L'outil GKE fournit un environnement Kubernetes entièrement géré. Les capacités d'orchestration de Kubernetes font de GKE un outil particulièrement bien adapté à l'exécution d'applications de microservices complexes constituées de nombreux conteneurs. Économe en ressources et facile à gérer, cet outil vous permet d'exécuter beaucoup de conteneurs sur une infrastructure partagée, même pour les applications qui ne s'appuient pas sur le modèle des microservices.

GKE exige de regrouper toutes les parties de l'application en tant que conteneurs Docker. Ces derniers doivent être basés sur Linux, car GKE n'est pas compatible avec les conteneurs Windows pour le moment. Pour créer des conteneurs, vous devez donc mettre en place un framework .NET Core et un environnement basé sur Linux. Or, si votre système est basé sur Windows, la création de conteneurs sous Linux peut s'avérer difficile. Quoi qu'il en soit, Azure Pipelines/Team Foundation Server et Cloud Build permettent, de façon intégrée, de créer des applications .NET Core ainsi que de compiler et de publier des images de conteneurs basées sur Linux.

L'outil GKE offre la plus grande flexibilité avec les applications sans état, mais vous pouvez également exécuter certains types d'applications avec état en utilisant des ensembles avec état et des volumes persistants.

Un cluster GKE comprend un certain nombre d'instances de VM, appelées nœuds, sur lesquelles des conteneurs sont planifiés. Dans le cas d'un cluster multizone ou régional, GKE peut répartir les nœuds et les charges de travail sur plusieurs zones afin d'assurer une haute disponibilité.

La tarification est basée sur le nombre de nœuds en cours d'exécution. L'outil GKE est donc le plus rentable lorsque les nœuds sont utilisés à bon escient. Vous pouvez exécuter des charges de travail plus importantes sur le même cluster ou adapter automatiquement le nombre de nœuds en fonction des besoins.

Déploiement en mode Pull à l'aide des commandes kubectl

Le déploiement d'une application sur GKE s'effectue en deux étapes :

  1. Publication des images Docker dans Container Registry ou dans un registre Docker externe via la commande docker push ou à l'aide d'un autre moyen. En général, le système CI se charge de cette étape.
  2. Déclenchement du déploiement à l'aide de kubectl. Cette étape peut être gérée par le système CI ou séparément. Comme le déploiement est lancé à distance, il importe peu que kubectl soit exécuté sous Linux ou sous Windows.
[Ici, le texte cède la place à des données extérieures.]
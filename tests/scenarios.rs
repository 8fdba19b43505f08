//! End-to-end behavior against an on-disk database

use postrefs::render::{ListRenderer, NoHooks, Permalinks};
use postrefs::{
    AttachmentStore, ConfigStore, ContentType, DefinitionFilter, PublishStatus, Record, RecordId,
    RelationRegistry, ReverseIndex, SetOutcome, SqliteStore, UpsertOutcome,
};
use tempfile::TempDir;

fn open_site() -> (TempDir, SqliteStore) {
    let dir = tempfile::tempdir().unwrap();
    let store = SqliteStore::open(&dir.path().join("site.db")).unwrap();
    for name in ["article", "news", "events", "page"] {
        store.register_type(&ContentType::new(name, name)).unwrap();
    }
    ConfigStore::new(&store).install().unwrap();
    (dir, store)
}

fn publish(store: &SqliteStore, record_type: &str, title: &str) -> RecordId {
    store.insert_record(&Record::published(record_type, title)).unwrap()
}

#[test]
fn upsert_then_list_returns_the_definition() {
    let (_dir, store) = open_site();
    let registry = RelationRegistry::open(&store);

    let outcome = registry
        .upsert("article", "related", vec!["news", "events"], "Related")
        .unwrap();
    assert_eq!(outcome, UpsertOutcome::Created(1));

    let defs = registry.for_type("article").unwrap();
    assert_eq!(defs.len(), 1);
    assert_eq!(defs[0].internal_id, 1);
    assert_eq!(defs[0].key.as_str(), "related");
    assert_eq!(defs[0].source_type, "article");
    assert_eq!(&*defs[0].target_types, &["news".to_string(), "events".to_string()]);
    assert_eq!(defs[0].title, "Related");
}

#[test]
fn repeated_upsert_updates_in_place() {
    let (_dir, store) = open_site();
    let registry = RelationRegistry::open(&store);

    registry.upsert("article", "related", "news", "Related").unwrap();
    let again = registry.upsert("article", "related", "news", "Related").unwrap();
    assert_eq!(again, UpsertOutcome::Updated(1));
    assert_eq!(registry.list(DefinitionFilter::all()).unwrap().len(), 1);
}

#[test]
fn list_filters_combine() {
    let (_dir, store) = open_site();
    let registry = RelationRegistry::open(&store);
    registry.upsert("article", "related", "news", "A").unwrap();
    registry.upsert("article", "sources", "news", "B").unwrap();
    registry.upsert("page", "related", "article", "C").unwrap();

    let by_type = registry.list(DefinitionFilter::all().source_type("article")).unwrap();
    assert!(by_type.iter().all(|d| d.source_type == "article"));
    assert_eq!(by_type.len(), 2);

    let by_key = registry.list(DefinitionFilter::all().key("related")).unwrap();
    assert_eq!(by_key.len(), 2);

    let both = registry
        .list(DefinitionFilter::all().source_type("page").key("related"))
        .unwrap();
    assert_eq!(both.len(), 1);
    assert_eq!(both[0].title, "C");

    assert!(registry.list(DefinitionFilter::all().key("missing")).unwrap().is_empty());
}

#[test]
fn attachments_overwrite_and_stay_isolated() {
    let (_dir, store) = open_site();
    let registry = RelationRegistry::open(&store);
    registry.upsert("article", "related", vec!["news", "events"], "Related").unwrap();
    registry.upsert("article", "sources", "news", "Sources").unwrap();

    let article = publish(&store, "article", "Host");
    let attachments = AttachmentStore::open(&store);

    assert_eq!(attachments.set(article, "sources", vec![9]).unwrap(), SetOutcome::Stored { count: 1 });
    attachments.set(article, "related", vec![1, 2, 3]).unwrap();
    attachments.set(article, "related", vec![4]).unwrap();

    let all = attachments.get_all(article).unwrap().unwrap();
    assert_eq!(&**all.get("related").unwrap(), &[4]);
    assert_eq!(&**all.get("sources").unwrap(), &[9]);

    let json = serde_json::to_value(&all).unwrap();
    assert_eq!(json, serde_json::json!({ "related": [4], "sources": [9] }));
}

#[test]
fn set_then_get_all_for_an_article() {
    let (_dir, store) = open_site();
    RelationRegistry::open(&store)
        .upsert("article", "related", "news", "Related")
        .unwrap();
    let article = publish(&store, "article", "Host");

    let attachments = AttachmentStore::open(&store);
    attachments.set(article, "related", vec![7, 8]).unwrap();
    let all = attachments.get_all(article).unwrap().unwrap();
    assert_eq!(serde_json::to_value(&all).unwrap(), serde_json::json!({ "related": [7, 8] }));

    assert_eq!(attachments.set(article, "unknown", vec![1]).unwrap(), SetOutcome::NoSuchRelation);
    assert_eq!(attachments.set(99_999, "related", vec![1]).unwrap(), SetOutcome::RecordMissing);
    assert!(attachments.get_all(99_999).unwrap().is_none());
}

#[test]
fn reverse_lookup_finds_referrers() {
    let (_dir, store) = open_site();
    RelationRegistry::open(&store)
        .upsert("article", "related", "news", "Related")
        .unwrap();
    let target = publish(&store, "news", "Target");
    let r1 = publish(&store, "article", "Refers");
    let r2 = publish(&store, "article", "Does not");

    let attachments = AttachmentStore::open(&store);
    attachments.set(r1, "related", vec![target]).unwrap();
    attachments.set(r2, "related", vec![target + 100]).unwrap();

    let index = ReverseIndex::new(&store);
    let found = index.find(target, &[], true).unwrap();
    assert!(found.contains(r1));
    assert!(!found.contains(r2));

    store.set_status(r1, PublishStatus::Draft).unwrap();
    assert!(!index.find(target, &[], true).unwrap().contains(r1));
    assert!(index.find(target, &[], false).unwrap().contains(r1));
    assert!(index.find(target, &["page".to_string()], false).unwrap().is_empty());
}

#[test]
fn malformed_rows_are_counted_not_fatal() {
    let (_dir, store) = open_site();
    let target = publish(&store, "news", "Target");
    let broken = publish(&store, "article", "Broken");
    store.set_meta(broken, "_ref_related", "{not json").unwrap();

    let found = ReverseIndex::new(&store).find(target, &[], true).unwrap();
    assert!(found.is_empty());
    assert_eq!(found.skipped_malformed, 1);
}

#[test]
fn empty_state_renders_no_blocks() {
    let (_dir, store) = open_site();
    RelationRegistry::open(&store)
        .upsert("article", "related", "news", "Related")
        .unwrap();
    let article = publish(&store, "article", "Lonely");

    let renderer = ListRenderer::new(&store, Permalinks::new("http://localhost"), &NoHooks);
    assert!(renderer.blocks(article, None).unwrap().is_empty());
    assert_eq!(renderer.render(article, None).unwrap(), "");
}

#[test]
fn removing_a_definition_orphans_its_data() {
    let (_dir, store) = open_site();
    let registry = RelationRegistry::open(&store);
    registry.upsert("article", "related", "news", "Related").unwrap();
    let article = publish(&store, "article", "Host");
    let news = publish(&store, "news", "Story");

    let attachments = AttachmentStore::open(&store);
    attachments.set(article, "related", vec![news]).unwrap();

    assert_eq!(registry.remove("article", "related").unwrap(), 1);
    assert_eq!(
        store.get_meta(article, "_ref_related").unwrap().as_deref(),
        Some(format!("[{}]", news).as_str())
    );
    assert!(attachments.get_all(article).unwrap().unwrap().is_empty());
    assert_eq!(registry.remove("article", "related").unwrap(), 0);
}

#[test]
fn settings_survive_reopen_and_uninstall() {
    let dir = tempfile::tempdir().unwrap();
    let path = dir.path().join("site.db");
    {
        let store = SqliteStore::open(&path).unwrap();
        store.register_type(&ContentType::new("article", "Articles")).unwrap();
        ConfigStore::new(&store).install().unwrap();
        RelationRegistry::open(&store)
            .upsert("article", "related", "article", "Related")
            .unwrap();
        ConfigStore::new(&store).uninstall().unwrap();
    }

    let store = SqliteStore::open(&path).unwrap();
    assert!(!ConfigStore::new(&store).install().unwrap());
    let settings = ConfigStore::new(&store).load().unwrap();
    assert_eq!(settings.refs.len(), 1);
    assert_eq!(settings.next_id, 2);
}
L'outil GKE est compatible avec les stratégies de déploiement de type "Recréer" et progressif. Bien que les primitives de contrôle des déploiements soient suffisamment flexibles pour autoriser d'autres stratégies, l'adoption d'une stratégie différente nécessite des outils ou des scripts supplémentaires.

Déploiement en mode Pull avec Spinnaker

Si les fonctionnalités intégrées de GKE pour orchestrer les déploiements s'avèrent insuffisantes, vous pouvez associer GKE avec Spinnaker. Spinnaker étant compatible avec GKE, vous pouvez mettre en œuvre des stratégies de déploiement plus avancées telles que les déploiements Bleu/Vert.

Comme Spinnaker n'est pas un service géré, vous devez le déployer et le gérer séparément. Vous pouvez déployer Spinnaker sur des instances de VM Linux distinctes ou dans un cluster GKE.

Compute Engine (Windows ou Linux)

Compute Engine vous permet de créer et de gérer des instances de VM. Il est compatible avec une série de versions de Windows Server et de distributions Linux, ainsi qu'avec plusieurs options de dimensionnement et de configuration. Compte tenu de cette flexibilité, vous pouvez recourir aux instances de VM Compute Engine pour un large éventail de charges de travail.

Pour garantir le déploiement et la gestion des applications de manière individuelle, déployez une seule application ou un seul service pour chaque instance de VM. Pour assurer une haute disponibilité, exécutez au moins deux instances de VM par application, chacune située dans une zone différente. On peut donc supposer que vous aurez besoin du double du nombre d'instances de VM et d'applications ou services que vous souhaitez déployer, quelle que soit la charge attendue.

Compute Engine offre un moyen simple de mettre en œuvre l'autoscaling via des groupes d'instances gérés. De même, ces groupes fournissent également un moyen de mettre en œuvre des déploiements progressifs, comme expliqué plus loin dans cet article.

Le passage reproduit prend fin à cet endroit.